> [Activity]: For the listing below, report all lines that hold the word "always".

◇ ◇ ◇ ◇

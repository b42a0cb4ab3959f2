//! Capability contracts for search backends.
//!
//! Every backend (a single engine instance, one shard, or a whole
//! [`crate::distributed::engine::DistributedIndex`]) is reached only through
//! two small traits:
//!
//! - [`index::Index`] - create/drop, bulk indexing and search
//! - [`autocomplete::Autocompleter`] - suggestion terms
//!
//! [`memory`] provides an in-memory backend satisfying both, used by the
//! benchmark CLI, tests and benches.

pub mod autocomplete;
#[allow(clippy::module_inception)]
pub mod index;
pub mod memory;
pub mod metadata;
pub mod options;
//! One fan-out round of work units sharing a result channel.

use std::time::{Duration, Instant};

use crossbeam_channel::{Receiver, RecvTimeoutError, Sender, unbounded};
use log::warn;

use crate::error::{Result, ShardBenchError};
use crate::pool::work_queue::WorkQueue;

/// A batch of concurrently dispatched units whose outputs are collected together.
///
/// Each [`TaskGroup::submit`] increments the expected result count;
/// [`TaskGroup::wait`] blocks until that many outputs arrived, the deadline
/// passed, or a unit was lost to a panic. Outputs come back in arrival order.
///
/// ```
/// use std::time::Duration;
/// use shardbench::pool::work_queue::WorkQueue;
///
/// let pool = WorkQueue::new(4).unwrap();
/// let mut group = pool.task_group();
/// for i in 0..4u32 {
///     group.submit(|x: u32| x + 1, i).unwrap();
/// }
///
/// let mut results = group.wait(Some(Duration::from_secs(1))).into_results();
/// results.sort();
/// assert_eq!(results, vec![1, 2, 3, 4]);
/// ```
#[derive(Debug)]
pub struct TaskGroup<'a, O> {
    queue: &'a WorkQueue,
    sender: Sender<O>,
    receiver: Receiver<O>,
    expected: usize,
}

impl<'a, O: Send + 'static> TaskGroup<'a, O> {
    /// Create an empty group on `queue`.
    pub fn new(queue: &'a WorkQueue) -> Self {
        let (sender, receiver) = unbounded();
        TaskGroup {
            queue,
            sender,
            receiver,
            expected: 0,
        }
    }

    /// Enqueue `op(input)`; its output is delivered to this group.
    pub fn submit<I, F>(&mut self, op: F, input: I) -> Result<()>
    where
        F: FnOnce(I) -> O + Send + 'static,
        I: Send + 'static,
    {
        let sink = self.sender.clone();
        self.queue.enqueue(Box::new(move || {
            // The group may have stopped waiting already
            let _ = sink.send(op(input));
        }))?;
        self.expected += 1;
        Ok(())
    }

    /// Number of units submitted so far.
    pub fn expected(&self) -> usize {
        self.expected
    }

    /// Collect outputs until all expected units reported or `timeout` passed.
    ///
    /// `None` waits without a deadline, as does a timeout too large to
    /// express as an `Instant`.
    pub fn wait(self, timeout: Option<Duration>) -> GroupResults<O> {
        let TaskGroup {
            sender,
            receiver,
            expected,
            ..
        } = self;

        // Only in-flight units hold senders from here on
        drop(sender);

        let start = Instant::now();
        let deadline = timeout.and_then(|t| start.checked_add(t));
        let mut results = Vec::with_capacity(expected);
        let mut timed_out = false;
        let mut lost = 0;

        while results.len() < expected {
            let received = match deadline {
                Some(deadline) => receiver.recv_deadline(deadline),
                None => receiver.recv().map_err(|_| RecvTimeoutError::Disconnected),
            };

            match received {
                Ok(output) => results.push(output),
                Err(RecvTimeoutError::Timeout) => {
                    timed_out = true;
                    break;
                }
                Err(RecvTimeoutError::Disconnected) => {
                    lost = expected - results.len();
                    break;
                }
            }
        }

        if timed_out {
            warn!(
                "task group timed out with {} of {} results",
                results.len(),
                expected
            );
        }

        GroupResults {
            results,
            expected,
            elapsed: start.elapsed(),
            timed_out,
            lost,
        }
    }
}

/// Outputs collected by [`TaskGroup::wait`].
#[derive(Debug)]
pub struct GroupResults<O> {
    /// Outputs in arrival order.
    pub results: Vec<O>,

    /// Number of units that were submitted.
    pub expected: usize,

    /// Time spent waiting.
    pub elapsed: Duration,

    /// Whether the deadline passed before every output arrived.
    pub timed_out: bool,

    /// Units that ended without delivering an output.
    pub lost: usize,
}

impl<O> GroupResults<O> {
    /// Check whether every submitted unit delivered its output.
    pub fn is_complete(&self) -> bool {
        self.results.len() == self.expected
    }

    /// The error describing an incomplete result set, if any.
    pub fn error(&self) -> Option<ShardBenchError> {
        if self.timed_out {
            Some(ShardBenchError::timeout(
                format!(
                    "{} of {} results arrived",
                    self.results.len(),
                    self.expected
                ),
                self.elapsed,
            ))
        } else if self.lost > 0 {
            Some(ShardBenchError::task_lost(format!(
                "{} of {} units ended without a result",
                self.lost, self.expected
            )))
        } else {
            None
        }
    }

    /// Split into the arrived outputs and the incompleteness error.
    pub fn into_parts(self) -> (Vec<O>, Option<ShardBenchError>) {
        let error = self.error();
        (self.results, error)
    }

    /// Take the arrived outputs, ignoring completeness.
    pub fn into_results(self) -> Vec<O> {
        self.results
    }
}
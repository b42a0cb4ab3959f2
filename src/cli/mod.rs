//! Command Line Interface for shardbench.

pub mod args;
pub mod commands;
pub mod output;

pub use args::*;
pub use commands::*;
pub use output::*;
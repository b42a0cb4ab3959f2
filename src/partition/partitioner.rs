//! Partitioning strategies for routing keys to shards.

use std::fmt::Debug;

use crate::error::{Result, ShardBenchError};

/// Maps a string key to a shard index in `[0, partition_count)`.
///
/// Implementations must be pure: the same key always routes to the same
/// shard for a given partition count, so writes and later reads agree
/// without coordination. An index outside the range is reported as a
/// partition error by [`split_by_key`].
pub trait Partitioner: Send + Sync + Debug {
    /// Shard index for `key`.
    fn partition_for(&self, key: &str) -> usize;

    /// Total number of partitions.
    fn partition_count(&self) -> usize;

    /// Human-readable description of this partitioner.
    fn description(&self) -> String;

    /// Validate that the partitioner is properly configured.
    fn validate(&self) -> Result<()> {
        if self.partition_count() == 0 {
            return Err(ShardBenchError::invalid_argument(
                "Partition count cannot be zero",
            ));
        }
        Ok(())
    }
}

/// CRC32 of the key modulo the partition count.
///
/// ```
/// use shardbench::partition::partitioner::{ModuloPartitioner, Partitioner};
///
/// let partitioner = ModuloPartitioner::new(4).unwrap();
/// let shard = partitioner.partition_for("doc42");
/// assert!(shard < 4);
/// assert_eq!(shard, partitioner.partition_for("doc42"));
/// ```
#[derive(Debug, Clone, Copy, PartialEq, Eq)]
pub struct ModuloPartitioner {
    partition_count: usize,
}

impl ModuloPartitioner {
    /// Create a partitioner over `partition_count` shards.
    pub fn new(partition_count: usize) -> Result<Self> {
        let partitioner = ModuloPartitioner { partition_count };
        partitioner.validate()?;
        Ok(partitioner)
    }
}

impl Partitioner for ModuloPartitioner {
    fn partition_for(&self, key: &str) -> usize {
        (crc32fast::hash(key.as_bytes()) as usize) % self.partition_count
    }

    fn partition_count(&self) -> usize {
        self.partition_count
    }

    fn description(&self) -> String {
        format!("ModuloPartitioner(crc32, partitions={})", self.partition_count)
    }
}

/// Split a batch into one sub-batch per partition, keyed by `key`.
///
/// The result always has `partition_count` entries; some may be empty.
/// Items keep their relative order inside each sub-batch.
pub fn split_by_key<T, F>(
    partitioner: &dyn Partitioner,
    items: Vec<T>,
    key: F,
) -> Result<Vec<Vec<T>>>
where
    F: Fn(&T) -> &str,
{
    let mut batches: Vec<Vec<T>> = (0..partitioner.partition_count())
        .map(|_| Vec::new())
        .collect();

    for item in items {
        let routed = key(&item);
        let shard = partitioner.partition_for(routed);
        let Some(batch) = batches.get_mut(shard) else {
            return Err(ShardBenchError::partition(format!(
                "{} routed '{routed}' to shard {shard} of {}",
                partitioner.description(),
                partitioner.partition_count()
            )));
        };
        batch.push(item);
    }

    Ok(batches)
}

◇ ◇ ◇ ◇

> [Result of this task]:
/// Implementations must be pure: the same key always routes to the same
/// The result always has `partition_count` entries; some may be empty.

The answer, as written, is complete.